═════ Records for the exercise
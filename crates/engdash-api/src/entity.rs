use engdash_core::ancestry::ParentLink;
use engdash_core::option_tree::TreeOption;
use serde::{Deserialize, Deserializer};
use serde_json::{Map, Value};

/// A record from any entity collection.
///
/// `name`, `parent` and `children` are the fields the tree and ancestry
/// code reads; every other attribute of the record is kept in `fields`.
#[derive(Debug, Clone, Default, PartialEq, Deserialize)]
pub struct Entity {
    #[serde(default)]
    pub id: Option<i64>,
    #[serde(default)]
    pub name: String,
    #[serde(default, deserialize_with = "parent_ref")]
    pub parent: Option<Box<Entity>>,
    #[serde(default, deserialize_with = "child_refs")]
    pub children: Vec<Entity>,
    #[serde(flatten)]
    pub fields: Map<String, Value>,
}

/// `parent` arrives either as a nested record or as a bare id.
#[derive(Deserialize)]
#[serde(untagged)]
enum ParentRef {
    Id(i64),
    Full(Box<Entity>),
}

impl From<ParentRef> for Box<Entity> {
    fn from(r: ParentRef) -> Self {
        match r {
            ParentRef::Id(id) => Box::new(Entity::stub(id)),
            ParentRef::Full(entity) => entity,
        }
    }
}

fn parent_ref<'de, D: Deserializer<'de>>(d: D) -> Result<Option<Box<Entity>>, D::Error> {
    Ok(Option::<ParentRef>::deserialize(d)?.map(Into::into))
}

/// Children may be nested records or bare ids; ids carry no subtree, so
/// they are dropped.
#[derive(Deserialize)]
#[serde(untagged)]
enum ChildRef {
    Full(Entity),
    Other(Value),
}

fn child_refs<'de, D: Deserializer<'de>>(d: D) -> Result<Vec<Entity>, D::Error> {
    let refs = Option::<Vec<ChildRef>>::deserialize(d)?.unwrap_or_default();
    Ok(refs
        .into_iter()
        .filter_map(|c| match c {
            ChildRef::Full(entity) => Some(entity),
            ChildRef::Other(_) => None,
        })
        .collect())
}

impl Entity {
    pub fn new(name: impl Into<String>) -> Self {
        Self {
            name: name.into(),
            ..Self::default()
        }
    }

    /// A placeholder for a record known only by id.
    pub fn stub(id: i64) -> Self {
        Self {
            id: Some(id),
            ..Self::default()
        }
    }

    pub fn is_new(&self) -> bool {
        self.id.is_none()
    }

    pub fn display_name(&self) -> String {
        match (self.name.is_empty(), self.id) {
            (false, _) => self.name.clone(),
            (true, Some(id)) => format!("#{id}"),
            (true, None) => String::from("(unnamed)"),
        }
    }

    /// Text value of an attribute; `name` is looked up on the struct,
    /// numbers and booleans are rendered, `null` reads as absent.
    pub fn field(&self, key: &str) -> Option<String> {
        if key == "name" {
            return Some(self.name.clone());
        }
        match self.fields.get(key)? {
            Value::Null => None,
            Value::String(s) => Some(s.clone()),
            other => Some(other.to_string()),
        }
    }

    pub fn set_field(&mut self, key: &str, value: &str) {
        if key == "name" {
            self.name = value.to_string();
        } else {
            self.fields
                .insert(key.to_string(), Value::String(value.to_string()));
        }
    }

    pub fn parent_id(&self) -> Option<i64> {
        self.parent.as_ref().and_then(|p| p.id)
    }

    /// JSON body for POST/PUT: the attributes plus `name`, and `parent`
    /// as an id (or null) when `with_parent` is set.
    pub fn payload(&self, with_parent: bool) -> Value {
        let mut body = self.fields.clone();
        body.insert("name".into(), Value::String(self.name.clone()));
        if with_parent {
            body.insert(
                "parent".into(),
                self.parent_id().map(Value::from).unwrap_or(Value::Null),
            );
        }
        Value::Object(body)
    }
}

impl TreeOption for Entity {
    fn key(&self) -> String {
        self.id.map(|id| id.to_string()).unwrap_or_default()
    }

    fn label(&self) -> &str {
        &self.name
    }

    fn children(&self) -> &[Self] {
        &self.children
    }
}

impl ParentLink for Entity {
    fn parent(&self) -> Option<&Self> {
        self.parent.as_deref()
    }
}

#[cfg(test)]
mod tests {
    use super::*;
    use engdash_core::ancestry::ancestor_chain;
    use serde_json::json;

    #[test]
    fn test_nested_parent_and_children() {
        let goal: Entity = serde_json::from_value(json!({
            "id": 3,
            "name": "Goal3",
            "description": "ship it",
            "parent": {"id": 2, "name": "Goal2", "parent": {"id": 1, "name": "Goal1", "parent": null}},
            "children": [{"id": 4, "name": "Goal4", "children": []}, 9]
        }))
        .unwrap();

        assert_eq!(goal.field("description").as_deref(), Some("ship it"));
        assert_eq!(goal.children.len(), 1);
        assert_eq!(goal.children[0].key(), "4");
        assert_eq!(goal.parent_id(), Some(2));

        let chain: Vec<&str> = ancestor_chain(&goal)
            .unwrap()
            .into_iter()
            .map(|e| e.label())
            .collect();
        assert_eq!(chain, vec!["Goal1", "Goal2"]);
    }

    #[test]
    fn test_parent_as_bare_id() {
        let goal: Entity =
            serde_json::from_value(json!({"id": 5, "name": "x", "parent": 2})).unwrap();
        assert_eq!(goal.parent_id(), Some(2));
        assert!(goal.parent.as_ref().is_some_and(|p| p.name.is_empty()));
    }

    #[test]
    fn test_fields_render_as_text() {
        let user: Entity = serde_json::from_value(json!({
            "id": 1, "name": "Ann", "email": "ann@example.com", "active": true, "manager": null
        }))
        .unwrap();
        assert_eq!(user.field("email").as_deref(), Some("ann@example.com"));
        assert_eq!(user.field("active").as_deref(), Some("true"));
        assert_eq!(user.field("manager"), None);
        assert_eq!(user.field("name").as_deref(), Some("Ann"));
        assert!(!user.fields.contains_key("id"));
    }

    #[test]
    fn test_payload() {
        let mut goal = Entity::new("New goal");
        goal.set_field("description", "d");
        goal.parent = Some(Box::new(Entity::stub(7)));

        assert_eq!(
            goal.payload(true),
            json!({"name": "New goal", "description": "d", "parent": 7})
        );
        assert_eq!(goal.payload(false), json!({"name": "New goal", "description": "d"}));

        goal.parent = None;
        assert_eq!(goal.payload(true)["parent"], Value::Null);
    }

    #[test]
    fn test_display_name() {
        assert_eq!(Entity::stub(4).display_name(), "#4");
        assert_eq!(Entity::default().display_name(), "(unnamed)");
        assert!(Entity::default().is_new());
    }
}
══════════
Give all of the entries again, exactly.

filename crates/engdash-api/src/entity.rs
use engdash_core::ancestry::ParentLink;
use engdash_core::option_tree::TreeOption;
use serde::{Deserialize, Deserializer};
use serde_json::{Map, Value};

/// A record from any entity collection.
///
/// `name`, `parent` and `children` are the fields the tree and ancestry
/// code reads; every other attribute of the record is kept in `fields`.
#[derive(Debug, Clone, Default, PartialEq, Deserialize)]
pub struct Entity {
    #[serde(default)]
    pub id: Option<i64>,
    #[serde(default)]
    pub name: String,
    #[serde(default, deserialize_with = "parent_ref")]
    pub parent: Option<Box<Entity>>,
    #[serde(default, deserialize_with = "child_refs")]
    pub children: Vec<Entity>,
    #[serde(flatten)]
    pub fields: Map<String, Value>,
}

/// `parent` arrives either as a nested record or as a bare id.
#[derive(Deserialize)]
#[serde(untagged)]
enum ParentRef {
    Id(i64),
    Full(Box<Entity>),
}

impl From<ParentRef> for Box<Entity> {
    fn from(r: ParentRef) -> Self {
        match r {
            ParentRef::Id(id) => Box::new(Entity::stub(id)),
            ParentRef::Full(entity) => entity,
        }
    }
}

fn parent_ref<'de, D: Deserializer<'de>>(d: D) -> Result<Option<Box<Entity>>, D::Error> {
    Ok(Option::<ParentRef>::deserialize(d)?.map(Into::into))
}

/// Children may be nested records or bare ids; ids carry no subtree, so
/// they are dropped.
#[derive(Deserialize)]
#[serde(untagged)]
enum ChildRef {
    Full(Entity),
    Other(Value),
}

fn child_refs<'de, D: Deserializer<'de>>(d: D) -> Result<Vec<Entity>, D::Error> {
    let refs = Option::<Vec<ChildRef>>::deserialize(d)?.unwrap_or_default();
    Ok(refs
        .into_iter()
        .filter_map(|c| match c {
            ChildRef::Full(entity) => Some(entity),
            ChildRef::Other(_) => None,
        })
        .collect())
}

impl Entity {
    pub fn new(name: impl Into<String>) -> Self {
        Self {
            name: name.into(),
            ..Self::default()
        }
    }

    /// A placeholder for a record known only by id.
    pub fn stub(id: i64) -> Self {
        Self {
            id: Some(id),
            ..Self::default()
        }
    }

    pub fn is_new(&self) -> bool {
        self.id.is_none()
    }

    pub fn display_name(&self) -> String {
        match (self.name.is_empty(), self.id) {
            (false, _) => self.name.clone(),
            (true, Some(id)) => format!("#{id}"),
            (true, None) => String::from("(unnamed)"),
        }
    }

    /// Text value of an attribute; `name` is looked up on the struct,
    /// numbers and booleans are rendered, `null` reads as absent.
    pub fn field(&self, key: &str) -> Option<String> {
        if key == "name" {
            return Some(self.name.clone());
        }
        match self.fields.get(key)? {
            Value::Null => None,
            Value::String(s) => Some(s.clone()),
            other => Some(other.to_string()),
        }
    }

    pub fn set_field(&mut self, key: &str, value: &str) {
        if key == "name" {
            self.name = value.to_string();
        } else {
            self.fields
                .insert(key.to_string(), Value::String(value.to_string()));
        }
    }

    pub fn parent_id(&self) -> Option<i64> {
        self.parent.as_ref().and_then(|p| p.id)
    }

    /// JSON body for POST/PUT: the attributes plus `name`, and `parent`
    /// as an id (or null) when `with_parent` is set.
    pub fn payload(&self, with_parent: bool) -> Value {
        let mut body = self.fields.clone();
        body.insert("name".into(), Value::String(self.name.clone()));
        if with_parent {
            body.insert(
                "parent".into(),
                self.parent_id().map(Value::from).unwrap_or(Value::Null),
            );
        }
        Value::Object(body)
    }
}

impl TreeOption for Entity {
    fn key(&self) -> String {
        self.id.map(|id| id.to_string()).unwrap_or_default()
    }

    fn label(&self) -> &str {
        &self.name
    }

    fn children(&self) -> &[Self] {
        &self.children
    }
}

impl ParentLink for Entity {
    fn parent(&self) -> Option<&Self> {
        self.parent.as_deref()
    }
}

#[cfg(test)]
mod tests {
    use super::*;
    use engdash_core::ancestry::ancestor_chain;
    use serde_json::json;

    #[test]
    fn test_nested_parent_and_children() {
        let goal: Entity = serde_json::from_value(json!({
            "id": 3,
            "name": "Goal3",
            "description": "ship it",
            "parent": {"id": 2, "name": "Goal2", "parent": {"id": 1, "name": "Goal1", "parent": null}},
            "children": [{"id": 4, "name": "Goal4", "children": []}, 9]
        }))
        .unwrap();

        assert_eq!(goal.field("description").as_deref(), Some("ship it"));
        assert_eq!(goal.children.len(), 1);
        assert_eq!(goal.children[0].key(), "4");
        assert_eq!(goal.parent_id(), Some(2));

        let chain: Vec<&str> = ancestor_chain(&goal)
            .unwrap()
            .into_iter()
            .map(|e| e.label())
            .collect();
        assert_eq!(chain, vec!["Goal1", "Goal2"]);
    }

    #[test]
    fn test_parent_as_bare_id() {
        let goal: Entity =
            serde_json::from_value(json!({"id": 5, "name": "x", "parent": 2})).unwrap();
        assert_eq!(goal.parent_id(), Some(2));
        assert!(goal.parent.as_ref().is_some_and(|p| p.name.is_empty()));
    }

    #[test]
    fn test_fields_render_as_text() {
        let user: Entity = serde_json::from_value(json!({
            "id": 1, "name": "Ann", "email": "ann@example.com", "active": true, "manager": null
        }))
        .unwrap();
        assert_eq!(user.field("email").as_deref(), Some("ann@example.com"));
        assert_eq!(user.field("active").as_deref(), Some("true"));
        assert_eq!(user.field("manager"), None);
        assert_eq!(user.field("name").as_deref(), Some("Ann"));
        assert!(!user.fields.contains_key("id"));
    }

    #[test]
    fn test_payload() {
        let mut goal = Entity::new("New goal");
        goal.set_field("description", "d");
        goal.parent = Some(Box::new(Entity::stub(7)));

        assert_eq!(
            goal.payload(true),
            json!({"name": "New goal", "description": "d", "parent": 7})
        );
        assert_eq!(goal.payload(false), json!({"name": "New goal", "description": "d"}));

        goal.parent = None;
        assert_eq!(goal.payload(true)["parent"], Value::Null);
    }

    #[test]
    fn test_display_name() {
        assert_eq!(Entity::stub(4).display_name(), "#4");
        assert_eq!(Entity::default().display_name(), "(unnamed)");
        assert!(Entity::default().is_new());
    }
}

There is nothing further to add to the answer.